En écho, Dabrowski écrit : « Nous ne sommes humains que parce que nous expérimentons la disharmonie inhérente au processus de désintégration » et « Tout processus créatif authentique consiste à perdre, diviser, écraser la réalité précédente. Tout conflit mental est associé à la rupture et la douleur ; tout pas vers l'existence authentique se combine avec chocs, chaos, souffrance, peine et détresse ». Les manifestations physiques ont également une place majeure dans ce processus.

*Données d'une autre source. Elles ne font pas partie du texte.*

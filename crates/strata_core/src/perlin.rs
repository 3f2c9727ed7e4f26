//! Gradient noise for procedural textures.

use rand::{Rng, RngCore};
use strata_math::sampling::random_unit_vector;
use strata_math::Vec3;

const POINT_COUNT: usize = 256;

/// Perlin gradient noise over a 256-entry lattice.
#[derive(Debug, Clone)]
pub struct Perlin {
    gradients: Vec<Vec3>,
    perm_x: Vec<usize>,
    perm_y: Vec<usize>,
    perm_z: Vec<usize>,
}

impl Perlin {
    /// Build the lattice from `rng`. The same stream yields the same noise.
    pub fn new(rng: &mut dyn RngCore) -> Self {
        let gradients = (0..POINT_COUNT).map(|_| random_unit_vector(rng)).collect();
        Self {
            gradients,
            perm_x: generate_perm(rng),
            perm_y: generate_perm(rng),
            perm_z: generate_perm(rng),
        }
    }

    /// Noise value at `p`, roughly in [-1, 1].
    pub fn noise(&self, p: Vec3) -> f64 {
        let f = p.floor();
        let (u, v, w) = (p.x - f.x, p.y - f.y, p.z - f.z);
        let (i, j, k) = (f.x as i64, f.y as i64, f.z as i64);

        let mut c = [[[Vec3::ZERO; 2]; 2]; 2];
        for (di, plane) in c.iter_mut().enumerate() {
            for (dj, row) in plane.iter_mut().enumerate() {
                for (dk, cell) in row.iter_mut().enumerate() {
                    let idx = self.perm_x[wrap(i + di as i64)]
                        ^ self.perm_y[wrap(j + dj as i64)]
                        ^ self.perm_z[wrap(k + dk as i64)];
                    *cell = self.gradients[idx];
                }
            }
        }
        trilinear(&c, u, v, w)
    }

    /// Sum of `depth` octaves of noise, halving the weight each octave.
    pub fn turbulence(&self, p: Vec3, depth: usize) -> f64 {
        let mut accum = 0.0;
        let mut temp = p;
        let mut weight = 1.0;
        for _ in 0..depth {
            accum += weight * self.noise(temp);
            weight *= 0.5;
            temp *= 2.0;
        }
        accum.abs()
    }
}

#[inline]
fn wrap(i: i64) -> usize {
    (i & (POINT_COUNT as i64 - 1)) as usize
}

fn generate_perm(rng: &mut dyn RngCore) -> Vec<usize> {
    let mut p: Vec<usize> = (0..POINT_COUNT).collect();
    for i in (1..POINT_COUNT).rev() {
        let target = rng.gen_range(0..=i);
        p.swap(i, target);
    }
    p
}

fn trilinear(c: &[[[Vec3; 2]; 2]; 2], u: f64, v: f64, w: f64) -> f64 {
    // Hermite smoothing
    let uu = u * u * (3.0 - 2.0 * u);
    let vv = v * v * (3.0 - 2.0 * v);
    let ww = w * w * (3.0 - 2.0 * w);

    let mut accum = 0.0;
    for (i, plane) in c.iter().enumerate() {
        for (j, row) in plane.iter().enumerate() {
            for (k, gradient) in row.iter().enumerate() {
                let (fi, fj, fk) = (i as f64, j as f64, k as f64);
                let weight = Vec3::new(u - fi, v - fj, w - fk);
                accum += (fi * uu + (1.0 - fi) * (1.0 - uu))
                    * (fj * vv + (1.0 - fj) * (1.0 - vv))
                    * (fk * ww + (1.0 - fk) * (1.0 - ww))
                    * gradient.dot(weight);
            }
        }
    }
    accum
}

Nietzsche en témoigne lorsqu'atteint de maladies longues et sérieuses tout au long de sa vie, il écrit : « Je suis reconnaissant reconnaissant aux maladies car elles nous débarrassent de certaines règles et de leurs préjudices ». Comme Dabrowski le considère pour la maladie mentale, pour Nietzsche, la santé physique n'est pas une absence de maladie mais devient riche dans la façon dont l'individu y fait face, en fait sens pour transformer la maladie en autonomie.
Ces approches diverses et convergentes rendent compte du processus complexe accompagné de phénomènes variés liés à ce que Dabrowski nomma la désintégration positive. Ils insistent tous sur le combat à mener dans l'affrontement au statu quo et l'anxiété, voire la peur même, qui en résultent. Chez Nietzsche comme chez Dabrowski, la création d'une échelle de valeurs personnelle à chacun ainsi qu'un idéal de soi sont nécessaires à cette évolution en devenant les guides de la croissance ; la désintégration devient l'élément central du développement humain. Même si les idées de Dabrowski peuvent paraitre - encore de nos jours - radicales aux yeux de la psychologie contemporaine, elles s'avèrent beaucoup plus utiles et moins radicales rapportées à la compréhension du développement psychologique, particulièrement dans le champ de la surdouance et de l'éducation des « intellectuellement précoces » comme le prouvent les travaux américains et canadiens récents. La TDP devient un nouveau paradigme pour la philosophie, la psychiatrie, la psychologie et l'éducation pour mieux comprendre le développement et la personnalité humaine.